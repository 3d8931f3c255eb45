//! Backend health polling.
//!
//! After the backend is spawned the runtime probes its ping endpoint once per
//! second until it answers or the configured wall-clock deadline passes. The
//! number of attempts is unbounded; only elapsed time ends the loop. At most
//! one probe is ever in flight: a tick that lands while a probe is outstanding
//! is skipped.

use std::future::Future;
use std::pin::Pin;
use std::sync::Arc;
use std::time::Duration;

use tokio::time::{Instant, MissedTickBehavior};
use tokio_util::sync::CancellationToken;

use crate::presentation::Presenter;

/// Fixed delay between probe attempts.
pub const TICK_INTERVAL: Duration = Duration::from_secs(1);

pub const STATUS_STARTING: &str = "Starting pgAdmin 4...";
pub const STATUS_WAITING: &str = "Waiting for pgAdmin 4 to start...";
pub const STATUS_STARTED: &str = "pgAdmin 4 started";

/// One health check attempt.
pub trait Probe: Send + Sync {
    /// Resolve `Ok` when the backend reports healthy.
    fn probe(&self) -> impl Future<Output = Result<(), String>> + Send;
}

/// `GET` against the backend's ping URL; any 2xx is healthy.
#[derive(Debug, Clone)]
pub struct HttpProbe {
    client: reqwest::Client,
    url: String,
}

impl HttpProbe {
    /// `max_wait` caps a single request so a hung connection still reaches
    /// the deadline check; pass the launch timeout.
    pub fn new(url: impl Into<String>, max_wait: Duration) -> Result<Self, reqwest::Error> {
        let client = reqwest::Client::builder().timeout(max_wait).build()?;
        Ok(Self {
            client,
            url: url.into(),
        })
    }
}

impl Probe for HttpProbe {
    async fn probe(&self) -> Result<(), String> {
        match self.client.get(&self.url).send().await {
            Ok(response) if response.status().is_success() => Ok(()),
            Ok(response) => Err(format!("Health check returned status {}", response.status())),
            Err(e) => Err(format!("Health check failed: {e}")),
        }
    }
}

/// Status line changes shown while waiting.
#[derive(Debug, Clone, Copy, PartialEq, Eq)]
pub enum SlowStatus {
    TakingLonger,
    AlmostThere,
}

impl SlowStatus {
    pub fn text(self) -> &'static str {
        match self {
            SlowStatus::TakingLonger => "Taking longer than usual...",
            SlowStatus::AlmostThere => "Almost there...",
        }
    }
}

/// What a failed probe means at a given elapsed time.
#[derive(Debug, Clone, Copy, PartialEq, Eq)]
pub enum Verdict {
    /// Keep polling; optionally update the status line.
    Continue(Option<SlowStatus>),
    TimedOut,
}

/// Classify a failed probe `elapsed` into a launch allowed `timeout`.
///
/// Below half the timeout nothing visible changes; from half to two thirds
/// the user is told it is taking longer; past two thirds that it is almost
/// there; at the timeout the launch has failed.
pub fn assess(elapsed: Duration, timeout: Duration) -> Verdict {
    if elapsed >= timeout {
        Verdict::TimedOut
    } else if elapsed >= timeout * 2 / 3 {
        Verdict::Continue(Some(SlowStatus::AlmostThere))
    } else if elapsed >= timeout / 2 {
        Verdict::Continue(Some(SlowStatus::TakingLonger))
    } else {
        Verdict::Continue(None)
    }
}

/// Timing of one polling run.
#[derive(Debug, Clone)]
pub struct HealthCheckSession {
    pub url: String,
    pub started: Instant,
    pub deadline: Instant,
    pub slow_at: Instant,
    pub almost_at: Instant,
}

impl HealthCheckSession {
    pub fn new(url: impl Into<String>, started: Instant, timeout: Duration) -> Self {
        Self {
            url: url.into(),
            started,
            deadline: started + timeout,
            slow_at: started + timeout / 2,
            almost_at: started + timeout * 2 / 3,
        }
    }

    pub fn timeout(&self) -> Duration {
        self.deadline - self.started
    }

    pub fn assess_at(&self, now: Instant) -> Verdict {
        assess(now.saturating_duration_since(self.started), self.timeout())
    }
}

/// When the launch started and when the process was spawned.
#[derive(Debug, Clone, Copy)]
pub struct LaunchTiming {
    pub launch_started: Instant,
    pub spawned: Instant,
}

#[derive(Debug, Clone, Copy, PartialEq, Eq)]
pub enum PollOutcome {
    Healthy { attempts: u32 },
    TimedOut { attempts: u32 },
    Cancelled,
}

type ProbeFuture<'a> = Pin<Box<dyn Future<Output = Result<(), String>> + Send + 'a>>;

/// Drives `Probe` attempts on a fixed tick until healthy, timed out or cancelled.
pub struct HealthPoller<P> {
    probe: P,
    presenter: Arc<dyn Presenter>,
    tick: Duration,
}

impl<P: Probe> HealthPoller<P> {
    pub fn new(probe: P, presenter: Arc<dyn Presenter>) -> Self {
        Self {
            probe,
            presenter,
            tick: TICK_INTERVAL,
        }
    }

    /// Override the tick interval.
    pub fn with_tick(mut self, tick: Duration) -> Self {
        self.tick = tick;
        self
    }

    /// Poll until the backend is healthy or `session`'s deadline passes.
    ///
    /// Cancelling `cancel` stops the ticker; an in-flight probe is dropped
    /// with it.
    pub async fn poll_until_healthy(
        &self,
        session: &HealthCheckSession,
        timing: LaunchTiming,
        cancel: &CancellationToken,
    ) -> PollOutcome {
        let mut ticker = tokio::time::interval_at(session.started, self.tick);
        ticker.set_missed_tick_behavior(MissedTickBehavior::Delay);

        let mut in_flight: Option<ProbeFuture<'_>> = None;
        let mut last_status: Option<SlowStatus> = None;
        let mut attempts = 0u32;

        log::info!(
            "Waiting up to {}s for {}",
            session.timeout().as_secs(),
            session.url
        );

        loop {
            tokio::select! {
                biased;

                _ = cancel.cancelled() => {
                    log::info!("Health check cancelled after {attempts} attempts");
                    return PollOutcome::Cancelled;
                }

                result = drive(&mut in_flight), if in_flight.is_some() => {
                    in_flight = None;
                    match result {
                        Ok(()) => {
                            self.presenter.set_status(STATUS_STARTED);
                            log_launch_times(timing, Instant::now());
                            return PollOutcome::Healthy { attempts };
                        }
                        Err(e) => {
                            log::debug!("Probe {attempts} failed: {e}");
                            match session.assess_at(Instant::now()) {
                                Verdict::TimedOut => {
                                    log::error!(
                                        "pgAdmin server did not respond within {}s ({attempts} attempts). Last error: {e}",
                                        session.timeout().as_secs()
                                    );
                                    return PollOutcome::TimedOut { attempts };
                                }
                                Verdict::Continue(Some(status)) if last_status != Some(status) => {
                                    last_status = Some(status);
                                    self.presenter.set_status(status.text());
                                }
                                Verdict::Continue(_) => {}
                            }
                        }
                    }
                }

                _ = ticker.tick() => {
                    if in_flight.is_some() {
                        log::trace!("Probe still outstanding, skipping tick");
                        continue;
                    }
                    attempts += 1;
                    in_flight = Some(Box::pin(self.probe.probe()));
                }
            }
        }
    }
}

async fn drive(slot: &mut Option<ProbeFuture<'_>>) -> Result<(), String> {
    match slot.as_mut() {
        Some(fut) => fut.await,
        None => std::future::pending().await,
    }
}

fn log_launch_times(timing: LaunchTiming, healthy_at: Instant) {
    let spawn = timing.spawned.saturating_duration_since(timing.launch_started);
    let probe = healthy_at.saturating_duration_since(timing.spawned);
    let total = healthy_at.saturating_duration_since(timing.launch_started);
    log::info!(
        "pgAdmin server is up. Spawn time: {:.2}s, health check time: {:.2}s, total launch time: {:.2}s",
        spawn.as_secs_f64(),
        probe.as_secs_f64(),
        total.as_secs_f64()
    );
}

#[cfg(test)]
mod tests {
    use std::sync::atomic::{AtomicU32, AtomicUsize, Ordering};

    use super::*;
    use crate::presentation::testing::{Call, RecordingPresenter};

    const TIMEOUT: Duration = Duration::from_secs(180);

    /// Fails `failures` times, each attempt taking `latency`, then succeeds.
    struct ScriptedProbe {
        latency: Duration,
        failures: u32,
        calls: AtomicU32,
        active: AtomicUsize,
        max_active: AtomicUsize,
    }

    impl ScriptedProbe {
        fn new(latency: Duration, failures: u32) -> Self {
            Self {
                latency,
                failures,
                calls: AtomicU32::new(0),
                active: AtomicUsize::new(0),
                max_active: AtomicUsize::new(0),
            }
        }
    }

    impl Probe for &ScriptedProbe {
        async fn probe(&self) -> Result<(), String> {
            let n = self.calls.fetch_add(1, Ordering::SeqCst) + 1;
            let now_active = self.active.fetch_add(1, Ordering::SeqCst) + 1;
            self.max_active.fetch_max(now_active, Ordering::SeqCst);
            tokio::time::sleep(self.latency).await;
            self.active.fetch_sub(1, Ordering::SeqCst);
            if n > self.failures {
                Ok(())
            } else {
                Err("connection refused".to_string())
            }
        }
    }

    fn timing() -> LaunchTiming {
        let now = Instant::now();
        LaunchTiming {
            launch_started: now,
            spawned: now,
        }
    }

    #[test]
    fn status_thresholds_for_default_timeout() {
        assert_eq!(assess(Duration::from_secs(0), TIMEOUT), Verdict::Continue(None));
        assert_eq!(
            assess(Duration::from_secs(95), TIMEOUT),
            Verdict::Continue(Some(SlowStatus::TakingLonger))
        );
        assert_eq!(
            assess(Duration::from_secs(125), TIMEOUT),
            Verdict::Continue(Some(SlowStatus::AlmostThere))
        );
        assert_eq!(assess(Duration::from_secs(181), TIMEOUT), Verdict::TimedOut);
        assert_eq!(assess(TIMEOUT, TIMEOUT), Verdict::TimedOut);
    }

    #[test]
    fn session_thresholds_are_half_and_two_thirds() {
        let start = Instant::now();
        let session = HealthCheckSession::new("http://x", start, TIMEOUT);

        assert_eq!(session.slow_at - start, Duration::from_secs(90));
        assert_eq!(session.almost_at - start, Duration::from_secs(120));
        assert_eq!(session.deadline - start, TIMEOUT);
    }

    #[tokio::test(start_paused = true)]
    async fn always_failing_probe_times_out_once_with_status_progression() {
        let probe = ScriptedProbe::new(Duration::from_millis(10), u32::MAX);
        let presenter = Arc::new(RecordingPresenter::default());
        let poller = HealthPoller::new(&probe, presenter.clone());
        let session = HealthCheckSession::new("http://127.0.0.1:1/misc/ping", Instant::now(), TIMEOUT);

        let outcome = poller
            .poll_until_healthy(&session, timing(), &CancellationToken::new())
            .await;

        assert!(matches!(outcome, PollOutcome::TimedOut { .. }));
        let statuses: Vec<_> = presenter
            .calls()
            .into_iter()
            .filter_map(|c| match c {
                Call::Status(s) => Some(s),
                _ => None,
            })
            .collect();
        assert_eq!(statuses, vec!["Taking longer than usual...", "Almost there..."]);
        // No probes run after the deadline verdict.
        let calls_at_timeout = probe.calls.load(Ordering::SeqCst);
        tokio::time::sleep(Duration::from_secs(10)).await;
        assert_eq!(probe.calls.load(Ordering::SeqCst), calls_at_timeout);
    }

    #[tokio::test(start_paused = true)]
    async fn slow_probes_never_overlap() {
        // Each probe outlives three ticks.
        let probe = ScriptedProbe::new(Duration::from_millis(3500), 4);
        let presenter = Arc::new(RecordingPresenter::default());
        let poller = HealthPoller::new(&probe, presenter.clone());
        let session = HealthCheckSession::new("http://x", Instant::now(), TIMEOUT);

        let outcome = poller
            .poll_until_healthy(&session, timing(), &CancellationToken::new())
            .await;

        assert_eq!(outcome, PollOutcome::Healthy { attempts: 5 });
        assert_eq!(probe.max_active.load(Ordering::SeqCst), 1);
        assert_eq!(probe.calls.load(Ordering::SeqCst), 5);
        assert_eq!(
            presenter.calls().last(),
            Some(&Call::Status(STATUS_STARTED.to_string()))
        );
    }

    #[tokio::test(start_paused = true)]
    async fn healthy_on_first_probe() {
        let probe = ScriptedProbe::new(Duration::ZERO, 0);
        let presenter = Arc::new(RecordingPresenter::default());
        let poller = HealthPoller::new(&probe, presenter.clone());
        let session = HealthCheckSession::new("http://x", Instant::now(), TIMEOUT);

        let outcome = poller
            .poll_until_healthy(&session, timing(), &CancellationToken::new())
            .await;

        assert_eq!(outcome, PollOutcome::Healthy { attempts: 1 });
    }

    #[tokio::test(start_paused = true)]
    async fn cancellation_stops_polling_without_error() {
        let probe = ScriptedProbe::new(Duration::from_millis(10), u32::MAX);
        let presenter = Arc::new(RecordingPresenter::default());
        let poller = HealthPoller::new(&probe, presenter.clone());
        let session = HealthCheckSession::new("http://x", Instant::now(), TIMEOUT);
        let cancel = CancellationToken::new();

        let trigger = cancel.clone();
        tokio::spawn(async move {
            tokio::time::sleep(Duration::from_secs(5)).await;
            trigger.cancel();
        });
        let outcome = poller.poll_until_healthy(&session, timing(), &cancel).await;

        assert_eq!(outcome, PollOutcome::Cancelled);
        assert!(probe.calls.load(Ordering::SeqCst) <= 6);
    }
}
_ _ _ _ _
Problem »
Every line above from the line with "to two thirds" to the line with "deadline: started +" is wanted, ends included; write them out exactly and add no other line.

Exercise answer »
/// Below half the timeout nothing visible changes; from half to two thirds
/// the user is told it is taking longer; past two thirds that it is almost
/// there; at the timeout the launch has failed.
pub fn assess(elapsed: Duration, timeout: Duration) -> Verdict {
    if elapsed >= timeout {
        Verdict::TimedOut
    } else if elapsed >= timeout * 2 / 3 {
        Verdict::Continue(Some(SlowStatus::AlmostThere))
    } else if elapsed >= timeout / 2 {
        Verdict::Continue(Some(SlowStatus::TakingLonger))
    } else {
        Verdict::Continue(None)
    }
}

/// Timing of one polling run.
#[derive(Debug, Clone)]
pub struct HealthCheckSession {
    pub url: String,
    pub started: Instant,
    pub deadline: Instant,
    pub slow_at: Instant,
    pub almost_at: Instant,
}

impl HealthCheckSession {
    pub fn new(url: impl Into<String>, started: Instant, timeout: Duration) -> Self {
        Self {
            url: url.into(),
            started,
            deadline: started + timeout,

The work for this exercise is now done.